Awesome. Let's figure out the logistics.
Should we do:
git mv tools/bpf/bpftool/ tools/lib/bpf/
and appropriate adjustment to Makefiles ?
or keep it where it is and only add to
https://github.com/libbpf/libbpf/blob/master/scripts/sync-kernel.sh ?
Daniel Borkmann Dec. 4, 2019, 6:27 p.m. UTC | #7
On Wed, Dec 04, 2019 at 09:39:59AM -0800, Alexei Starovoitov wrote:
> On Wed, Dec 4, 2019 at 2:58 AM Toke Høiland-Jørgensen <toke@redhat.com> wrote:
> > Alexei Starovoitov <alexei.starovoitov@gmail.com> writes:
> > > On Mon, Dec 2, 2019 at 1:15 PM Toke Høiland-Jørgensen <toke@redhat.com> wrote:
> > >>
> > >> Ah, that is my mistake: I was getting dynamic libbpf symbols with this
> > >> approach, but that was because I had the version of libbpf.so in my
> > >> $LIBDIR that had the patch to expose the netlink APIs as versioned
> > >> symbols; so it was just pulling in everything from the shared library.
> > >>
> > >> So what I was going for was exactly what you described above; but it
> > >> seems that doesn't actually work. Too bad, and sorry for wasting your
> > >> time on this :/
> > >
> > > bpftool is currently tightly coupled with libbpf and very likely
> > > in the future the dependency will be even tighter.
> > > In that sense bpftool is an extension of libbpf and libbpf is an extension
> > > of bpftool.
> > > Andrii is working on set of patches to generate user space .c code
> > > from bpf program.
> > > bpftool will be generating the code that is specific for the version
> > > bpftool and for
> > > the version of libbpf. There will be compatibility layers as usual.
> > > But in general the situation where a bug in libbpf is so criticial
> > > that bpftool needs to repackaged is imo less likely than a bug in
> > > bpftool that will require re-packaging of libbpf.
> > > bpftool is quite special. It's not a typical user of libbpf.
> > > The other way around is more correct. libbpf is a user of the code
> > > that bpftool generates and both depend on each other.
> > > perf on the other side is what typical user space app that uses
> > > libbpf will look like.
> > > I think keeping bpftool in the kernel while packaging libbpf
> > > out of github was an oversight.
> > > I think we need to mirror bpftool into github/libbpf as well
> > > and make sure they stay together. The version of libbpf == version of bpftool.
> > > Both should come from the same package and so on.
> > > May be they can be two different packages but
> > > upgrading one should trigger upgrade of another and vice versa.
> > > I think one package would be easier though.
> > > Thoughts?
> >
> > Yup, making bpftool explicitly the "libbpf command line interface" makes
> > sense and would help clarify the relationship between the two. As Jiri
> > said, we are already moving in that direction packaging-wise...
> 
> Awesome. Let's figure out the logistics.
> Should we do:
> git mv tools/bpf/bpftool/ tools/lib/bpf/
> and appropriate adjustment to Makefiles ?
> or keep it where it is and only add to
> https://github.com/libbpf/libbpf/blob/master/scripts/sync-kernel.sh ?
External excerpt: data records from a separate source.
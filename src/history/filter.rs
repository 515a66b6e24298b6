use super::{Chronology, Job, Run};

/// Standing run predicates.
#[derive(Debug, Clone, Copy, PartialEq, Eq)]
pub enum RunFilter {
    /// Full history
    All,
    /// Only runs that have not terminated yet
    InProgress,
}

impl RunFilter {
    pub fn matches(self, run: &Run) -> bool {
        match self {
            Self::All => true,
            Self::InProgress => run.building,
        }
    }
}

/// Collects the runs of `job` accepted by `predicate`, most recent first.
///
/// The chronology is walked backward from the most recent run until there is
/// no previous run; rejected runs are skipped, they never stop the walk.
pub fn filter_runs<'s, S, P>(store: &'s S, job: &Job, predicate: P) -> Vec<&'s Run>
where
    S: Chronology + ?Sized,
    P: Fn(&Run) -> bool,
{
    let mut selected = Vec::new();
    let mut cursor = store.most_recent_run(job);

    while let Some(run) = cursor {
        if predicate(run) {
            selected.push(run);
        }
        cursor = store.previous_run(run);
    }

    selected
}
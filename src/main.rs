mod actions;
mod auth;
mod cli;
mod config;
mod error;
mod graph;
mod history;
mod links;
mod metrics;
mod output;
mod records;

use anyhow::Result;
use clap::Parser;
use cli::Cli;
use log::info;

#[tokio::main]
async fn main() -> Result<()> {
    env_logger::init();

    output::print_banner();

    let cli = Cli::parse();
    info!("Starting stagelens");
    cli.execute().await?;

    Ok(())
}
I'd be in preference of the latter aka keeping where it is.

Thanks,
Daniel
Toke Høiland-Jørgensen Dec. 4, 2019, 8:22 p.m. UTC | #8
Daniel Borkmann <daniel@iogearbox.net> writes:

> On Wed, Dec 04, 2019 at 09:39:59AM -0800, Alexei Starovoitov wrote:
>> On Wed, Dec 4, 2019 at 2:58 AM Toke Høiland-Jørgensen <toke@redhat.com> wrote:
>> > Alexei Starovoitov <alexei.starovoitov@gmail.com> writes:
>> > > On Mon, Dec 2, 2019 at 1:15 PM Toke Høiland-Jørgensen <toke@redhat.com> wrote:
>> > >>
>> > >> Ah, that is my mistake: I was getting dynamic libbpf symbols with this
>> > >> approach, but that was because I had the version of libbpf.so in my
>> > >> $LIBDIR that had the patch to expose the netlink APIs as versioned
>> > >> symbols; so it was just pulling in everything from the shared library.
>> > >>
>> > >> So what I was going for was exactly what you described above; but it
>> > >> seems that doesn't actually work. Too bad, and sorry for wasting your
>> > >> time on this :/
>> > >
>> > > bpftool is currently tightly coupled with libbpf and very likely
>> > > in the future the dependency will be even tighter.
>> > > In that sense bpftool is an extension of libbpf and libbpf is an extension
>> > > of bpftool.
>> > > Andrii is working on set of patches to generate user space .c code
>> > > from bpf program.
>> > > bpftool will be generating the code that is specific for the version
>> > > bpftool and for
>> > > the version of libbpf. There will be compatibility layers as usual.
>> > > But in general the situation where a bug in libbpf is so criticial
>> > > that bpftool needs to repackaged is imo less likely than a bug in
>> > > bpftool that will require re-packaging of libbpf.
>> > > bpftool is quite special. It's not a typical user of libbpf.
>> > > The other way around is more correct. libbpf is a user of the code
>> > > that bpftool generates and both depend on each other.
>> > > perf on the other side is what typical user space app that uses
>> > > libbpf will look like.
>> > > I think keeping bpftool in the kernel while packaging libbpf
>> > > out of github was an oversight.
>> > > I think we need to mirror bpftool into github/libbpf as well
>> > > and make sure they stay together. The version of libbpf == version of bpftool.
>> > > Both should come from the same package and so on.
>> > > May be they can be two different packages but
>> > > upgrading one should trigger upgrade of another and vice versa.
>> > > I think one package would be easier though.
>> > > Thoughts?
>> >
>> > Yup, making bpftool explicitly the "libbpf command line interface" makes
>> > sense and would help clarify the relationship between the two. As Jiri
>> > said, we are already moving in that direction packaging-wise...
>> 
>> Awesome. Let's figure out the logistics.
>> Should we do:
>> git mv tools/bpf/bpftool/ tools/lib/bpf/
>> and appropriate adjustment to Makefiles ?
>> or keep it where it is and only add to
>> https://github.com/libbpf/libbpf/blob/master/scripts/sync-kernel.sh ?
>
> I'd be in preference of the latter aka keeping where it is.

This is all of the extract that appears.